» **Information**:
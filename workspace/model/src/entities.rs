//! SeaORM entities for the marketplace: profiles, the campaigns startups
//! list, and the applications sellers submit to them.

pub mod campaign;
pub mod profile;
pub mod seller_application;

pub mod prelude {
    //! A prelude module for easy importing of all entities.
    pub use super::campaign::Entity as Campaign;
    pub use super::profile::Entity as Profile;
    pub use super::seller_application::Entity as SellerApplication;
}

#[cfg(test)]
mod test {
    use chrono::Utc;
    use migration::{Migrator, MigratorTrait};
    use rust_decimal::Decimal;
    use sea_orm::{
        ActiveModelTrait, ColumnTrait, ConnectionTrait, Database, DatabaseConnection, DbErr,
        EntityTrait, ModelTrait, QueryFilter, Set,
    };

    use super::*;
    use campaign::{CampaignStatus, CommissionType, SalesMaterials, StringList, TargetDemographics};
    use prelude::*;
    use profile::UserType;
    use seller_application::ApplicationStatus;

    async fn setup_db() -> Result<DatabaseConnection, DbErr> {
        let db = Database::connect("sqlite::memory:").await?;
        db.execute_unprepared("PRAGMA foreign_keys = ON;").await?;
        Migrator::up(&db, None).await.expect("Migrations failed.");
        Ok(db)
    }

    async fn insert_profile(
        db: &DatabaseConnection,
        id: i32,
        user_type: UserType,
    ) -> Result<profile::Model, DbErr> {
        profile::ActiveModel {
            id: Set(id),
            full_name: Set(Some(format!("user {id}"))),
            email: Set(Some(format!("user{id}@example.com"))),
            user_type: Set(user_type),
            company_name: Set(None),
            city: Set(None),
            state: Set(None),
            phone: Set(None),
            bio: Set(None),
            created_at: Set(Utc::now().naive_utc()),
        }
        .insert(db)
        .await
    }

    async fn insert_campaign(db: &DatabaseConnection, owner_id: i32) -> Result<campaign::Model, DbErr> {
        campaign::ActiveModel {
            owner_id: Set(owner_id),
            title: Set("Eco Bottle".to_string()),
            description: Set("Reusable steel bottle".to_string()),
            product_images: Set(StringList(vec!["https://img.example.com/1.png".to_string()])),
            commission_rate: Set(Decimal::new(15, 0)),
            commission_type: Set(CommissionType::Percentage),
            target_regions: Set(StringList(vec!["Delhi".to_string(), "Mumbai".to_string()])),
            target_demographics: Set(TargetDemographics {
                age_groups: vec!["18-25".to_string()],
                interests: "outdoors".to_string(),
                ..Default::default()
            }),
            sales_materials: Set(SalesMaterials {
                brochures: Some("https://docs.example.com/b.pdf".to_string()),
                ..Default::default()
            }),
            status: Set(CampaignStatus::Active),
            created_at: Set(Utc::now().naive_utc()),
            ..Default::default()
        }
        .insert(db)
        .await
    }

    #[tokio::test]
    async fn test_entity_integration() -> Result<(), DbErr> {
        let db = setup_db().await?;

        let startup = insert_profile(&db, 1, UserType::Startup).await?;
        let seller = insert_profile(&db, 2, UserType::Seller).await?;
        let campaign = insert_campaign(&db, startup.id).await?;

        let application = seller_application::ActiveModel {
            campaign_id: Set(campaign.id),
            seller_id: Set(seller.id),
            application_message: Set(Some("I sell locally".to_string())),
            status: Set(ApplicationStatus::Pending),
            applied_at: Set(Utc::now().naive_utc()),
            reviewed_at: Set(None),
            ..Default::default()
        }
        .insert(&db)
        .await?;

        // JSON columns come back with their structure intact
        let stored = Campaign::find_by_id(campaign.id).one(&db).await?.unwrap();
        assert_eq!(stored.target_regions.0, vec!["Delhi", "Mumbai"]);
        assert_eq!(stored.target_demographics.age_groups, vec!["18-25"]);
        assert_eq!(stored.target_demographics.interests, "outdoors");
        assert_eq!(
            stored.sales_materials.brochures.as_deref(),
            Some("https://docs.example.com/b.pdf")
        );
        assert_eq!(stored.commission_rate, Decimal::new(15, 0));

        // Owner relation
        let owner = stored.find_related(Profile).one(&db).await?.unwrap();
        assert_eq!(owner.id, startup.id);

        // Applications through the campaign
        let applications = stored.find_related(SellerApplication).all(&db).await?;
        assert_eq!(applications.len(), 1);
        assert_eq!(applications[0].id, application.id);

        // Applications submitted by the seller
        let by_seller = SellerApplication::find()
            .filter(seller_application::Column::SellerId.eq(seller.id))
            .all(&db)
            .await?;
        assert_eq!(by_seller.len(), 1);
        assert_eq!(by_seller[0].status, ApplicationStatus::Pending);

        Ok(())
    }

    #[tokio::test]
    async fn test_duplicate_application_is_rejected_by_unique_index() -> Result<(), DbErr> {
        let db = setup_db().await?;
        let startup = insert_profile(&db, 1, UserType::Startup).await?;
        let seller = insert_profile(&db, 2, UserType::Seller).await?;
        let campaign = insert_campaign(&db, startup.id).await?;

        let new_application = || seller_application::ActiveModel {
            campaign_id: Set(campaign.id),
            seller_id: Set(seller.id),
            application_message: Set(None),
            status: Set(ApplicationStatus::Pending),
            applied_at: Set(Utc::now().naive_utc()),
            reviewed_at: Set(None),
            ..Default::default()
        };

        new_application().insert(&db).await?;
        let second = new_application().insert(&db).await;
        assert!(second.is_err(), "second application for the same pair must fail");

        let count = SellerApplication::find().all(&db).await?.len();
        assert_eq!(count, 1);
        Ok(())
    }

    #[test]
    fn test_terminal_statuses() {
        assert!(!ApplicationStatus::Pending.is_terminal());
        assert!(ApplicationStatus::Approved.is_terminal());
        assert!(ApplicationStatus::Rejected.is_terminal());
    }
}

» **Exercise brief**:
Each line of the records should be transcribed without change.

» **Answer area**:
filename workspace/model/src/entities.rs
//! SeaORM entities for the marketplace: profiles, the campaigns startups
//! list, and the applications sellers submit to them.

pub mod campaign;
pub mod profile;
pub mod seller_application;

pub mod prelude {
    //! A prelude module for easy importing of all entities.
    pub use super::campaign::Entity as Campaign;
    pub use super::profile::Entity as Profile;
    pub use super::seller_application::Entity as SellerApplication;
}

#[cfg(test)]
mod test {
    use chrono::Utc;
    use migration::{Migrator, MigratorTrait};
    use rust_decimal::Decimal;
    use sea_orm::{
        ActiveModelTrait, ColumnTrait, ConnectionTrait, Database, DatabaseConnection, DbErr,
        EntityTrait, ModelTrait, QueryFilter, Set,
    };

    use super::*;
    use campaign::{CampaignStatus, CommissionType, SalesMaterials, StringList, TargetDemographics};
    use prelude::*;
    use profile::UserType;
    use seller_application::ApplicationStatus;

    async fn setup_db() -> Result<DatabaseConnection, DbErr> {
        let db = Database::connect("sqlite::memory:").await?;
        db.execute_unprepared("PRAGMA foreign_keys = ON;").await?;
        Migrator::up(&db, None).await.expect("Migrations failed.");
        Ok(db)
    }

    async fn insert_profile(
        db: &DatabaseConnection,
        id: i32,
        user_type: UserType,
    ) -> Result<profile::Model, DbErr> {
        profile::ActiveModel {
            id: Set(id),
            full_name: Set(Some(format!("user {id}"))),
            email: Set(Some(format!("user{id}@example.com"))),
            user_type: Set(user_type),
            company_name: Set(None),
            city: Set(None),
            state: Set(None),
            phone: Set(None),
            bio: Set(None),
            created_at: Set(Utc::now().naive_utc()),
        }
        .insert(db)
        .await
    }

    async fn insert_campaign(db: &DatabaseConnection, owner_id: i32) -> Result<campaign::Model, DbErr> {
        campaign::ActiveModel {
            owner_id: Set(owner_id),
            title: Set("Eco Bottle".to_string()),
            description: Set("Reusable steel bottle".to_string()),
            product_images: Set(StringList(vec!["https://img.example.com/1.png".to_string()])),
            commission_rate: Set(Decimal::new(15, 0)),
            commission_type: Set(CommissionType::Percentage),
            target_regions: Set(StringList(vec!["Delhi".to_string(), "Mumbai".to_string()])),
            target_demographics: Set(TargetDemographics {
                age_groups: vec!["18-25".to_string()],
                interests: "outdoors".to_string(),
                ..Default::default()
            }),
            sales_materials: Set(SalesMaterials {
                brochures: Some("https://docs.example.com/b.pdf".to_string()),
                ..Default::default()
            }),
            status: Set(CampaignStatus::Active),
            created_at: Set(Utc::now().naive_utc()),
            ..Default::default()
        }
        .insert(db)
        .await
    }

    #[tokio::test]
    async fn test_entity_integration() -> Result<(), DbErr> {
        let db = setup_db().await?;

        let startup = insert_profile(&db, 1, UserType::Startup).await?;
        let seller = insert_profile(&db, 2, UserType::Seller).await?;
        let campaign = insert_campaign(&db, startup.id).await?;

        let application = seller_application::ActiveModel {
            campaign_id: Set(campaign.id),
            seller_id: Set(seller.id),
            application_message: Set(Some("I sell locally".to_string())),
            status: Set(ApplicationStatus::Pending),
            applied_at: Set(Utc::now().naive_utc()),
            reviewed_at: Set(None),
            ..Default::default()
        }
        .insert(&db)
        .await?;

        // JSON columns come back with their structure intact
        let stored = Campaign::find_by_id(campaign.id).one(&db).await?.unwrap();
        assert_eq!(stored.target_regions.0, vec!["Delhi", "Mumbai"]);
        assert_eq!(stored.target_demographics.age_groups, vec!["18-25"]);
        assert_eq!(stored.target_demographics.interests, "outdoors");
        assert_eq!(
            stored.sales_materials.brochures.as_deref(),
            Some("https://docs.example.com/b.pdf")
        );
        assert_eq!(stored.commission_rate, Decimal::new(15, 0));

        // Owner relation
        let owner = stored.find_related(Profile).one(&db).await?.unwrap();
        assert_eq!(owner.id, startup.id);

        // Applications through the campaign
        let applications = stored.find_related(SellerApplication).all(&db).await?;
        assert_eq!(applications.len(), 1);
        assert_eq!(applications[0].id, application.id);

        // Applications submitted by the seller
        let by_seller = SellerApplication::find()
            .filter(seller_application::Column::SellerId.eq(seller.id))
            .all(&db)
            .await?;
        assert_eq!(by_seller.len(), 1);
        assert_eq!(by_seller[0].status, ApplicationStatus::Pending);

        Ok(())
    }

    #[tokio::test]
    async fn test_duplicate_application_is_rejected_by_unique_index() -> Result<(), DbErr> {
        let db = setup_db().await?;
        let startup = insert_profile(&db, 1, UserType::Startup).await?;
        let seller = insert_profile(&db, 2, UserType::Seller).await?;
        let campaign = insert_campaign(&db, startup.id).await?;

        let new_application = || seller_application::ActiveModel {
            campaign_id: Set(campaign.id),
            seller_id: Set(seller.id),
            application_message: Set(None),
            status: Set(ApplicationStatus::Pending),
            applied_at: Set(Utc::now().naive_utc()),
            reviewed_at: Set(None),
            ..Default::default()
        };

        new_application().insert(&db).await?;
        let second = new_application().insert(&db).await;
        assert!(second.is_err(), "second application for the same pair must fail");

        let count = SellerApplication::find().all(&db).await?.len();
        assert_eq!(count, 1);
        Ok(())
    }

    #[test]
    fn test_terminal_statuses() {
        assert!(!ApplicationStatus::Pending.is_terminal());
        assert!(ApplicationStatus::Approved.is_terminal());
        assert!(ApplicationStatus::Rejected.is_terminal());
    }
}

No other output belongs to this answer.